__GIVEN DATA__:
....
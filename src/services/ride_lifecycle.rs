// src/services/ride_lifecycle.rs
//! The single ride slot and its state machine.
//!
//! ```text
//! idle -> onTheWay -> accepted -> started -> completed -> idle
//!            |            |           |
//!            +------------+-----------+--> idle (reject, race loss, cancel)
//! ```
//!
//! Pure and synchronous: the coordinator performs the I/O and feeds results
//! back in. Only a server acknowledgement moves `onTheWay` to `accepted`.

use chrono::{DateTime, Utc};

use crate::errors::{AgentError, AgentResult};
use crate::models::events::{AcceptRequest, AcceptResponse};
use crate::models::location::{Coordinate, RouteCoords};
use crate::models::offer::id_string;
use crate::models::ride::{ActiveRide, RideOffer, RideStatus, Settlement};
use crate::services::tracking_service::RouteLeg;

#[derive(Debug, Clone, Copy, PartialEq)]
pub struct Tariff {
    pub default_rate_per_km: f64,
    pub min_billable_km: f64,
}

impl Default for Tariff {
    fn default() -> Self {
        Self {
            default_rate_per_km: 15.0,
            min_billable_km: 0.1,
        }
    }
}

impl Tariff {
    /// Quoted fare over quoted distance when both are positive, else the default rate.
    pub fn rate_for(&self, fare_estimate: Option<f64>, distance_estimate: Option<f64>) -> f64 {
        match (fare_estimate, distance_estimate) {
            (Some(fare), Some(distance)) if fare > 0.0 && distance > 0.0 => fare / distance,
            _ => self.default_rate_per_km,
        }
    }

    /// Billable distance and rounded fare for a measured distance.
    pub fn settle(&self, distance_km: f64, rate_per_km: f64) -> (f64, i64) {
        let billable = distance_km.max(self.min_billable_km);
        (billable, (billable * rate_per_km).round() as i64)
    }
}

#[derive(Debug)]
pub enum AcceptOutcome {
    Accepted,
    /// Connectivity or timeout failure; the offer stays `onTheWay`.
    Failed(AgentError),
    /// The server said no; the offer was dropped.
    Lost { ride_id: String, message: Option<String> },
    /// The slot moved on while the request was in flight.
    Stale,
}

#[derive(Debug, Default)]
pub struct RideLifecycle {
    ride: Option<ActiveRide>,
    accept_in_flight: Option<String>,
}

impl RideLifecycle {
    pub fn new() -> Self {
        Self::default()
    }

    pub fn restore(ride: ActiveRide) -> Self {
        Self {
            ride: Some(ride),
            accept_in_flight: None,
        }
    }

    pub fn status(&self) -> RideStatus {
        self.ride.as_ref().map(|r| r.status).unwrap_or(RideStatus::Idle)
    }

    pub fn ride(&self) -> Option<&ActiveRide> {
        self.ride.as_ref()
    }

    pub fn current(&self) -> Option<(&str, RideStatus)> {
        self.ride.as_ref().map(|r| (r.ride_id(), r.status))
    }

    pub fn is_current(&self, ride_id: &str) -> bool {
        self.ride.as_ref().is_some_and(|r| r.ride_id() == ride_id)
    }

    pub fn accept_in_flight(&self) -> bool {
        self.accept_in_flight.is_some()
    }

    /// `idle -> onTheWay`.
    pub fn present(&mut self, offer: RideOffer) -> AgentResult<()> {
        if let Some(ride) = &self.ride {
            return Err(AgentError::SlotOccupied(ride.ride_id().to_string()));
        }
        tracing::info!("Presenting ride offer: {}", offer.ride_id);
        self.ride = Some(ActiveRide::from_offer(offer));
        Ok(())
    }

    /// Start an accept. At most one in flight per ride.
    pub fn begin_accept(&mut self, driver_id: &str, driver_name: &str) -> AgentResult<AcceptRequest> {
        let ride = self.ride.as_ref().ok_or(AgentError::NoActiveRide)?;
        if ride.status != RideStatus::OnTheWay {
            return Err(AgentError::invalid_status(RideStatus::OnTheWay.as_str(), ride.status));
        }
        if self.accept_in_flight.is_some() {
            return Err(AgentError::AcceptInFlight);
        }
        self.accept_in_flight = Some(ride.ride_id().to_string());
        Ok(AcceptRequest {
            ride_id: ride.ride_id().to_string(),
            driver_id: driver_id.to_string(),
            driver_name: driver_name.to_string(),
        })
    }

    /// Apply the accept result for `ride_id`.
    pub fn finish_accept(&mut self, ride_id: &str, result: AgentResult<AcceptResponse>) -> AcceptOutcome {
        if self.accept_in_flight.as_deref() == Some(ride_id) {
            self.accept_in_flight = None;
        }

        let still_pending = self
            .ride
            .as_ref()
            .is_some_and(|r| r.ride_id() == ride_id && r.status == RideStatus::OnTheWay);
        if !still_pending {
            tracing::warn!("Accept result for ride {} arrived after the slot moved on", ride_id);
            return AcceptOutcome::Stale;
        }

        match result {
            Ok(response) if response.success => {
                if let Some(ride) = self.ride.as_mut() {
                    ride.status = RideStatus::Accepted;
                    if let Some(user_id) = id_string(response.user_id.as_ref()) {
                        ride.passenger.user_id = Some(user_id);
                    }
                    if let Some(name) = response.user_name.filter(|n| !n.trim().is_empty()) {
                        ride.passenger.name = name;
                    }
                    if let Some(mobile) = response.user_mobile.filter(|m| !m.trim().is_empty()) {
                        ride.passenger.mobile = mobile;
                    }
                }
                tracing::info!("Ride {} accepted", ride_id);
                AcceptOutcome::Accepted
            }
            Ok(response) => {
                tracing::info!("Accept for ride {} declined by server", ride_id);
                self.ride = None;
                AcceptOutcome::Lost {
                    ride_id: ride_id.to_string(),
                    message: response.message,
                }
            }
            Err(e) => {
                tracing::warn!("Accept for ride {} failed: {}", ride_id, e);
                AcceptOutcome::Failed(e)
            }
        }
    }

    /// `onTheWay -> idle` on the driver's decision.
    pub fn reject(&mut self) -> AgentResult<RideOffer> {
        let ride = self.ride.as_ref().ok_or(AgentError::NoActiveRide)?;
        if ride.status != RideStatus::OnTheWay {
            return Err(AgentError::invalid_status(RideStatus::OnTheWay.as_str(), ride.status));
        }
        if self.accept_in_flight.is_some() {
            return Err(AgentError::AcceptInFlight);
        }
        let ride = self.ride.take().ok_or(AgentError::NoActiveRide)?;
        tracing::info!("Ride offer {} rejected", ride.ride_id());
        Ok(ride.offer)
    }

    /// Empty the slot if it holds `ride_id` (cancellation, race loss, preemption).
    pub fn discard(&mut self, ride_id: &str) -> Option<ActiveRide> {
        if !self.is_current(ride_id) {
            return None;
        }
        if self.accept_in_flight.as_deref() == Some(ride_id) {
            self.accept_in_flight = None;
        }
        tracing::info!("Ride {} cleared from slot", ride_id);
        self.ride.take()
    }

    pub fn attach_otp(&mut self, ride_id: &str, otp: &str) -> bool {
        match self.ride.as_mut() {
            Some(ride) if ride.ride_id() == ride_id && ride.status != RideStatus::Completed => {
                ride.otp = Some(otp.trim().to_string());
                true
            }
            _ => false,
        }
    }

    /// `accepted -> started` when `code` matches the server OTP.
    /// Distance counting restarts at `position`.
    pub fn verify_otp(&mut self, code: &str, position: Coordinate) -> AgentResult<()> {
        let ride = self.ride.as_mut().ok_or(AgentError::NoActiveRide)?;
        if ride.status != RideStatus::Accepted {
            return Err(AgentError::invalid_status(RideStatus::Accepted.as_str(), ride.status));
        }
        let expected = ride.otp.as_deref().ok_or(AgentError::OtpUnavailable)?;
        if expected != code.trim() {
            return Err(AgentError::OtpMismatch);
        }

        ride.status = RideStatus::Started;
        ride.otp_verification_location = Some(position);
        ride.distance.reset_at(position);
        ride.route = RouteCoords::default();
        ride.progress.restart(RouteLeg::Drop);
        tracing::info!("OTP verified, ride {} started", ride.ride_id());
        Ok(())
    }

    /// Feed a location sample. Distance accrues only while `started`.
    pub fn record_position(&mut self, position: Coordinate) -> f64 {
        match self.ride.as_mut() {
            Some(ride) if ride.status == RideStatus::Started => ride.distance.record(position),
            _ => 0.0,
        }
    }

    /// `started -> completed`. A second call returns the existing settlement.
    pub fn complete(&mut self, position: Coordinate, tariff: &Tariff, now: DateTime<Utc>) -> AgentResult<Settlement> {
        let ride = self.ride.as_mut().ok_or(AgentError::NoActiveRide)?;
        if ride.status == RideStatus::Completed {
            if let Some(settlement) = &ride.settlement {
                return Ok(settlement.clone());
            }
        }
        if ride.status != RideStatus::Started {
            return Err(AgentError::invalid_status(RideStatus::Started.as_str(), ride.status));
        }

        ride.distance.record(position);
        let rate = tariff.rate_for(ride.offer.fare, ride.offer.distance_km);
        let (distance_km, fare) = tariff.settle(ride.distance.total_km(), rate);

        let settlement = Settlement {
            ride_id: ride.ride_id().to_string(),
            distance_km,
            rate_per_km: rate,
            fare,
            user_name: ride.passenger.name.clone(),
            user_mobile: ride.passenger.mobile.clone(),
            actual_pickup: ride.otp_verification_location.unwrap_or_else(|| ride.offer.pickup.coordinate()),
            actual_drop: position,
            completed_at: now,
        };
        ride.status = RideStatus::Completed;
        ride.settlement = Some(settlement.clone());
        tracing::info!(
            "Ride {} completed: {:.2} km at {:.2}/km = {}",
            settlement.ride_id,
            distance_km,
            rate,
            fare
        );
        Ok(settlement)
    }

    /// `completed -> idle` once the bill has been shown.
    pub fn acknowledge_settlement(&mut self) -> AgentResult<Settlement> {
        let ride = self.ride.as_ref().ok_or(AgentError::NoActiveRide)?;
        if ride.status != RideStatus::Completed {
            return Err(AgentError::invalid_status(RideStatus::Completed.as_str(), ride.status));
        }
        let settlement = ride.settlement.clone().ok_or(AgentError::NoActiveRide)?;
        self.ride = None;
        Ok(settlement)
    }

    /// Install a fetched route if it is still for the current ride and leg.
    pub fn set_route(&mut self, ride_id: &str, leg: RouteLeg, route: RouteCoords) -> bool {
        match self.ride.as_mut() {
            Some(ride) if ride.ride_id() == ride_id && RouteLeg::for_status(ride.status) == Some(leg) => {
                ride.route = route;
                ride.progress.restart(leg);
                true
            }
            _ => false,
        }
    }

    /// Advance along the route. Returns the deviation from it in metres.
    pub fn track_progress(&mut self, position: Coordinate) -> Option<f64> {
        let ride = self.ride.as_mut()?;
        if !ride.status.owns_ride() {
            return None;
        }
        ride.progress.advance(position, &ride.route).map(|(_, meters)| meters)
    }

    pub fn set_passenger_location(&mut self, ride_id: Option<&str>, location: Coordinate) -> bool {
        match self.ride.as_mut() {
            Some(ride) if ride_id.is_none_or(|id| id == ride.ride_id()) && ride.status.owns_ride() => {
                ride.passenger_location = Some(location);
                true
            }
            _ => false,
        }
    }

    pub fn set_passenger_id(&mut self, ride_id: Option<&str>, user_id: &str) -> bool {
        match self.ride.as_mut() {
            Some(ride) if ride_id.is_none_or(|id| id == ride.ride_id()) => {
                ride.passenger.user_id = Some(user_id.to_string());
                true
            }
            _ => false,
        }
    }

    pub fn set_rider_details_visible(&mut self, visible: bool) -> bool {
        match self.ride.as_mut() {
            Some(ride) => {
                ride.rider_details_visible = visible;
                true
            }
            None => false,
        }
    }
}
....
__WHAT YOU SHOULD DO__:
Reproduce, word for word and in full, only the lines above that start at the line with "ride.passenger.user_id = Some(user_id);" and run through the line with "if let Some(mobile)", both ends included.

__ANSWER TO THE PROBLEM__:
                        ride.passenger.user_id = Some(user_id);
                    }
                    if let Some(name) = response.user_name.filter(|n| !n.trim().is_empty()) {
                        ride.passenger.name = name;
                    }
                    if let Some(mobile) = response.user_mobile.filter(|m| !m.trim().is_empty()) {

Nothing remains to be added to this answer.